** Assignment **
Search term "position": work out how many lines of the data below contain it, and answer with that number alone.

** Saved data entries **
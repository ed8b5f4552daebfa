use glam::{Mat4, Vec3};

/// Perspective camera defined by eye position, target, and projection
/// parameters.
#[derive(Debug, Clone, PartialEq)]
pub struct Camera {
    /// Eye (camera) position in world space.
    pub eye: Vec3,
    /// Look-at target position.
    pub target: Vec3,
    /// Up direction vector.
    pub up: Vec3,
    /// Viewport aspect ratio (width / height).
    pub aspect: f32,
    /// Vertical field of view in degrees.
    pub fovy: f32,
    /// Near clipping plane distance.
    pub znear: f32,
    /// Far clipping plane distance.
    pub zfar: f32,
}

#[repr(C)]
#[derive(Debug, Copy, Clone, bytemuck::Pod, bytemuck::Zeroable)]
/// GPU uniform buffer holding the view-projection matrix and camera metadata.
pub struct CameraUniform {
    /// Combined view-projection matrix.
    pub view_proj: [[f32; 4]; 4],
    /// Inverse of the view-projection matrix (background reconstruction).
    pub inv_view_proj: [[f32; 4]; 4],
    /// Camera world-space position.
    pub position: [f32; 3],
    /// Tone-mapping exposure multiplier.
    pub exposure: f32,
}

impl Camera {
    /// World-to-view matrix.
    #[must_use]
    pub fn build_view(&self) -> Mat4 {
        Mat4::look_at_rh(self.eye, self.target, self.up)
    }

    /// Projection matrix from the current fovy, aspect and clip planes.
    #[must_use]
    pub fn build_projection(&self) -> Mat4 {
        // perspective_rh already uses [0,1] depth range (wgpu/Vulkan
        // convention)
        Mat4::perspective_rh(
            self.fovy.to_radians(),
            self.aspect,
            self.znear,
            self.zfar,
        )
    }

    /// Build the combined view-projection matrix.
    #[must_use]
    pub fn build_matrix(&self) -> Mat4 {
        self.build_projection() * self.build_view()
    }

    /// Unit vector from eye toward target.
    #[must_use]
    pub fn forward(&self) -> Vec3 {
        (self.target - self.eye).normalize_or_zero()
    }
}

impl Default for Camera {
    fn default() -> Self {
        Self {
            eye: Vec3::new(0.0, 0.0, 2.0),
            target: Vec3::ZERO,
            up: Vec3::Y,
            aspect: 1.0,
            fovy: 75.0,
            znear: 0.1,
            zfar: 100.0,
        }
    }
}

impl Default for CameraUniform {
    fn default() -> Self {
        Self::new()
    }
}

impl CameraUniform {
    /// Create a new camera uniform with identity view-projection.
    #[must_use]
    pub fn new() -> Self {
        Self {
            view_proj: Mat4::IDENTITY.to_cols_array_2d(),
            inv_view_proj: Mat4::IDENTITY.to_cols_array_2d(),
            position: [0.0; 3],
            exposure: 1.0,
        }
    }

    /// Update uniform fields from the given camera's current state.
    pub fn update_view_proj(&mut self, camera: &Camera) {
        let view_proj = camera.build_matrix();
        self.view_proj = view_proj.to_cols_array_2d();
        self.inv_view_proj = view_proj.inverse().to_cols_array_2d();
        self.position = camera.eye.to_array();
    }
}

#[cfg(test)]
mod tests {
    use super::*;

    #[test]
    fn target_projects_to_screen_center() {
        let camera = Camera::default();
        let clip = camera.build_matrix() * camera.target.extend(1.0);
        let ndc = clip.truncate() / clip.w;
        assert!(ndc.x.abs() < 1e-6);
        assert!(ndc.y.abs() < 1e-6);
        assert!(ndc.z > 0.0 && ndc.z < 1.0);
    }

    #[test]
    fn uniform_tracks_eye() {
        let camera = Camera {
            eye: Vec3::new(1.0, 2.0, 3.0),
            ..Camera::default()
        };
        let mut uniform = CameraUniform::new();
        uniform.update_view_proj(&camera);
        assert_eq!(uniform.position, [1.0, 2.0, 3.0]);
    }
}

** Finished task **
8